Aim of the task: Collect each line of the entries that holds the string "impl".

Dataset records:
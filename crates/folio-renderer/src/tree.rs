//! Format-independent render tree.

use crate::backend::AlertKind;
use crate::language::Language;

/// Compiled document body.
#[derive(Clone, Debug, Default, PartialEq, Eq)]
pub struct RenderTree {
    /// Top-level blocks in source order.
    pub blocks: Vec<Block>,
    /// One entry per heading, in source order.
    pub toc: Vec<TocEntry>,
}

impl RenderTree {
    /// Whether the body produced no blocks.
    pub fn is_empty(&self) -> bool {
        self.blocks.is_empty()
    }

    /// Anchors of all headings, in source order.
    pub fn anchors(&self) -> impl Iterator<Item = &str> {
        self.toc.iter().map(|entry| entry.id.as_str())
    }
}

/// Table of contents entry.
#[derive(Clone, Debug, PartialEq, Eq)]
pub struct TocEntry {
    /// Heading level (1-6).
    pub level: u8,
    /// Heading text.
    pub title: String,
    /// Anchor ID for linking.
    pub id: String,
}

/// Block-level node.
#[derive(Clone, Debug, PartialEq, Eq)]
pub enum Block {
    Paragraph(Vec<Inline>),
    /// Inline content without a paragraph wrapper (tight list items).
    Plain(Vec<Inline>),
    Heading {
        level: u8,
        anchor: String,
        content: Vec<Inline>,
    },
    CodeBlock(CodeBlock),
    BlockQuote(Vec<Block>),
    /// GitHub-style alert (`> [!NOTE]`).
    Alert {
        kind: AlertKind,
        children: Vec<Block>,
    },
    List {
        /// Start number for ordered lists, `None` for bullet lists.
        start: Option<u64>,
        items: Vec<ListItem>,
    },
    Table(Table),
    DefinitionList(Vec<Definition>),
    Rule,
    /// Raw HTML or JSX block, passed through.
    Html(String),
    /// Top-level MDX `import`/`export` statement. Never rendered.
    Esm(String),
}

/// Fenced or indented code block.
#[derive(Clone, Debug, PartialEq, Eq)]
pub struct CodeBlock {
    /// Resolved language, `None` for unknown or undetectable code.
    pub language: Option<Language>,
    /// First word of the fence info string, lowercased.
    pub declared: Option<String>,
    /// Whether `language` was guessed from the content.
    pub detected: bool,
    /// Code text.
    pub code: String,
}

/// List item.
#[derive(Clone, Debug, PartialEq, Eq)]
pub struct ListItem {
    /// Task list state: `Some(checked)` for `- [ ]`/`- [x]` items.
    pub task: Option<bool>,
    pub blocks: Vec<Block>,
}

/// Table column alignment.
#[derive(Clone, Copy, Debug, PartialEq, Eq)]
pub enum ColumnAlign {
    None,
    Left,
    Center,
    Right,
}

impl From<pulldown_cmark::Alignment> for ColumnAlign {
    fn from(alignment: pulldown_cmark::Alignment) -> Self {
        match alignment {
            pulldown_cmark::Alignment::None => Self::None,
            pulldown_cmark::Alignment::Left => Self::Left,
            pulldown_cmark::Alignment::Center => Self::Center,
            pulldown_cmark::Alignment::Right => Self::Right,
        }
    }
}

/// GFM table.
#[derive(Clone, Debug, Default, PartialEq, Eq)]
pub struct Table {
    pub alignments: Vec<ColumnAlign>,
    /// Header cells.
    pub head: Vec<Vec<Inline>>,
    /// Body rows of cells.
    pub rows: Vec<Vec<Vec<Inline>>>,
}

/// Definition list entry.
#[derive(Clone, Debug, PartialEq, Eq)]
pub enum Definition {
    Term(Vec<Inline>),
    Details(Vec<Block>),
}

/// Inline node.
#[derive(Clone, Debug, PartialEq, Eq)]
pub enum Inline {
    Text(String),
    Code(String),
    Emphasis(Vec<Inline>),
    Strong(Vec<Inline>),
    Strikethrough(Vec<Inline>),
    Superscript(Vec<Inline>),
    Subscript(Vec<Inline>),
    Link {
        url: String,
        title: String,
        content: Vec<Inline>,
    },
    Image {
        url: String,
        title: String,
        alt: Vec<Inline>,
    },
    SoftBreak,
    HardBreak,
    /// Inline HTML or JSX tag, passed through.
    Html(String),
}

/// Plain text of inline content (markup and HTML dropped, breaks as spaces).
pub fn inline_text(inlines: &[Inline]) -> String {
    let mut text = String::new();
    push_text(inlines, &mut text);
    text
}

fn push_text(inlines: &[Inline], out: &mut String) {
    for inline in inlines {
        match inline {
            Inline::Text(s) | Inline::Code(s) => out.push_str(s),
            Inline::Emphasis(children)
            | Inline::Strong(children)
            | Inline::Strikethrough(children)
            | Inline::Superscript(children)
            | Inline::Subscript(children)
            | Inline::Link {
                content: children, ..
            }
            | Inline::Image { alt: children, .. } => push_text(children, out),
            Inline::SoftBreak | Inline::HardBreak => out.push(' '),
            Inline::Html(_) => {}
        }
    }
}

Answer to this exercise:
impl RenderTree {
    pub fn anchors(&self) -> impl Iterator<Item = &str> {
impl From<pulldown_cmark::Alignment> for ColumnAlign {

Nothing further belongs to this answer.